Following Indonesia’s $30 billion mining boom, the Philippines is taking a bold step to ban raw ore exports within five years, aiming to boost local processing and increase revenues—but industry groups warn of severe economic consequences.
In a report by Bloomberg, Senate President Francis Escudero was quoted saying that lawmakers are moving swiftly to ratify the bill, with the bicameral committee expected to finalize discussions during Congress’ break. The bill, which Escudero authored, passed the Senate’s third and final reading and could be approved as early as June when sessions resume.
The proposed law seeks to prohibit the export of raw nickel ore and other minerals, compelling mining companies to build local processing plants. Lawmakers argue that this shift will create jobs, attract investments, and increase government revenues—mirroring Indonesia’s strategy, which saw the value of its nickel exports skyrocket from $3 billion to $30 billion within two years after enforcing a similar ban in 2020.
“We are a resource-rich country pretending to be poor,” Escudero said, pointing out that less than 3% of the Philippines’ 9 million hectares of mineral-rich land is currently being mined. The government hopes that by banning ore exports, the country can finally move up the mining value chain.
Indonesia, the world’s largest nickel producer, has demonstrated how restricting ore exports can force international players to invest in domestic processing. After implementing its ban, Chinese companies poured billions into building smelters and refineries in Indonesia, significantly increasing the country’s nickel export value.
The Philippines, the second-largest nickel ore supplier globally, primarily exports to China. Lawmakers believe that by following Indonesia’s lead, the country can capture more value from its natural resources rather than exporting raw materials for minimal profits.

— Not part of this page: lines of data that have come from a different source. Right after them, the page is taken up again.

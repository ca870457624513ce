use crate::input::{FuzzInput, content_hash};
use crate::result::{ExecutionResult, ResultClass};
use crate::scheduler::SelectionWeights;
use async_trait::async_trait;
use chrono::{DateTime, Utc};
use rand_chacha::ChaCha8Rng;
use rand_core::SeedableRng;
use serde::de::DeserializeOwned;
use serde::{Deserialize, Serialize};
use std::collections::{BTreeMap, BTreeSet, HashMap, HashSet};
use std::path::{Path, PathBuf};
use std::sync::Arc;
use thiserror::Error;
use tokio::fs;
use tokio::sync::Mutex;
use tracing::{debug, info, warn};

/// Default file extension for persisted sources.
pub const DEFAULT_SOURCE_EXTENSION: &str = "kt";

const INPUTS_DIR: &str = "inputs";
const CRASHES_DIR: &str = "crashes";
const HASHES_FILE: &str = "hashes.json";
const RESULTS_FILE: &str = "results.json";
const STAGING_PREFIX: &str = ".saving_";

/// Defines errors that can arise while persisting a corpus.
#[derive(Error, Debug)]
pub enum CorpusError {
    /// An I/O error occurred while reading or writing the corpus directory.
    #[error("Corpus I/O error: {0}")]
    Io(String),

    /// A persisted document could not be encoded.
    #[error("Corpus serialization error: {0}")]
    Serialization(String),
}

impl From<std::io::Error> for CorpusError {
    fn from(err: std::io::Error) -> Self {
        CorpusError::Io(err.to_string())
    }
}

impl From<serde_json::Error> for CorpusError {
    fn from(err: serde_json::Error) -> Self {
        CorpusError::Serialization(format!("JSON operation error: {}", err))
    }
}

/// Read-only snapshot of the corpus composition.
#[derive(Serialize, Debug, Clone, PartialEq, Default)]
pub struct CorpusStats {
    pub total_inputs: usize,
    pub unique_crashes: usize,
    pub average_generation: f64,
    /// Reserved for coverage-guided runners; always `0.0` for now.
    pub coverage_growth: f64,
    pub classifications: BTreeMap<String, usize>,
    pub oldest_timestamp: Option<DateTime<Utc>>,
    pub newest_timestamp: Option<DateTime<Utc>>,
}

/// Contents of `meta.json` inside a crash folder.
#[derive(Serialize, Deserialize, Debug, Clone, PartialEq)]
pub struct CrashMetadata {
    pub classification: String,
    pub exit_code: i32,
    pub timestamp: DateTime<Utc>,
}
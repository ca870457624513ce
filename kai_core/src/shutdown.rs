use std::future::Future;
use std::time::Duration;
use tracing::{info, warn};

/// What ended a fuzzing session.
#[derive(Debug, Clone, Copy, PartialEq, Eq)]
pub enum ShutdownTrigger {
    /// The external trigger fired, normally Ctrl-C.
    Signal,
    /// The configured run duration elapsed.
    Deadline,
}

/// Waits until either `external` completes or `run_for` has elapsed, and
/// reports which came first. With no `run_for` only `external` can end the
/// wait.
pub async fn wait_for_shutdown<F>(external: F, run_for: Option<Duration>) -> ShutdownTrigger
where
    F: Future<Output = ()>,
{
    let deadline = async {
        match run_for {
            Some(duration) => tokio::time::sleep(duration).await,
            None => std::future::pending::<()>().await,
        }
    };

    let trigger = tokio::select! {
        _ = external => ShutdownTrigger::Signal,
        _ = deadline => ShutdownTrigger::Deadline,
    };
    info!(?trigger, "Shutdown requested");
    trigger
}

/// Resolves on Ctrl-C. If the handler cannot be installed this never
/// resolves, leaving the deadline as the only way out.
pub async fn ctrl_c() {
    if let Err(e) = tokio::signal::ctrl_c().await {
        warn!(error = %e, "Failed to listen for Ctrl-C");
        std::future::pending::<()>().await;
    }
}

#[cfg(test)]
mod tests {
    use super::*;
    use std::time::Instant;
    use tokio::sync::oneshot;

    #[tokio::test]
    async fn deadline_fires_without_external_trigger() {
        let started = Instant::now();
        let trigger =
            wait_for_shutdown(std::future::pending(), Some(Duration::from_millis(20))).await;
        assert_eq!(trigger, ShutdownTrigger::Deadline);
        assert!(started.elapsed() >= Duration::from_millis(20));
    }

    #[tokio::test]
    async fn external_trigger_beats_a_long_deadline() {
        let (tx, rx) = oneshot::channel::<()>();
        tokio::spawn(async move {
            tokio::time::sleep(Duration::from_millis(10)).await;
            let _ = tx.send(());
        });
        let external = async {
            let _ = rx.await;
        };
        let trigger = wait_for_shutdown(external, Some(Duration::from_secs(60))).await;
        assert_eq!(trigger, ShutdownTrigger::Signal);
    }

    #[tokio::test]
    async fn unbounded_runs_wait_for_the_external_trigger() {
        let trigger = wait_for_shutdown(async {}, None).await;
        assert_eq!(trigger, ShutdownTrigger::Signal);
    }
}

Earlier, however, mining companies and industry groups have already sounded an alarm. The Chamber of Mines of the Philippines and the Philippine Nickel Industry Association argue that the policy will have severe economic repercussions.
“The proposal will cause massive disruptions to existing supply chains; many mining companies have long-term contracts and established relationships with international buyers,” the groups said in a joint statement.
Industry leaders warn that the five-year transition may not be enough time for miners to build processing facilities, which require huge capital investments and stable energy supplies. They fear that if the law is enforced prematurely, smaller mining firms may shut down, leading to job losses and a reduction in government revenues from the sector.
Additionally, concerns have been raised over whether the Philippines has the infrastructure and investment climate to support large-scale mineral processing. Indonesia’s success was largely driven by heavy Chinese investment—a scenario that may not be easily replicated.
Congress is expected to revisit the bill after the break, with the bicameral committee finalizing the details before the anticipated June ratification. If signed into law, mining companies will have five years to comply, a timeline that could determine whether the Philippines successfully follows Indonesia’s trajectory or struggles with industry upheaval.
As the country stands at a crossroads, the question remains: Will the Philippines strike gold by processing its own minerals, or will the move backfire, forcing mine closures and economic downturns?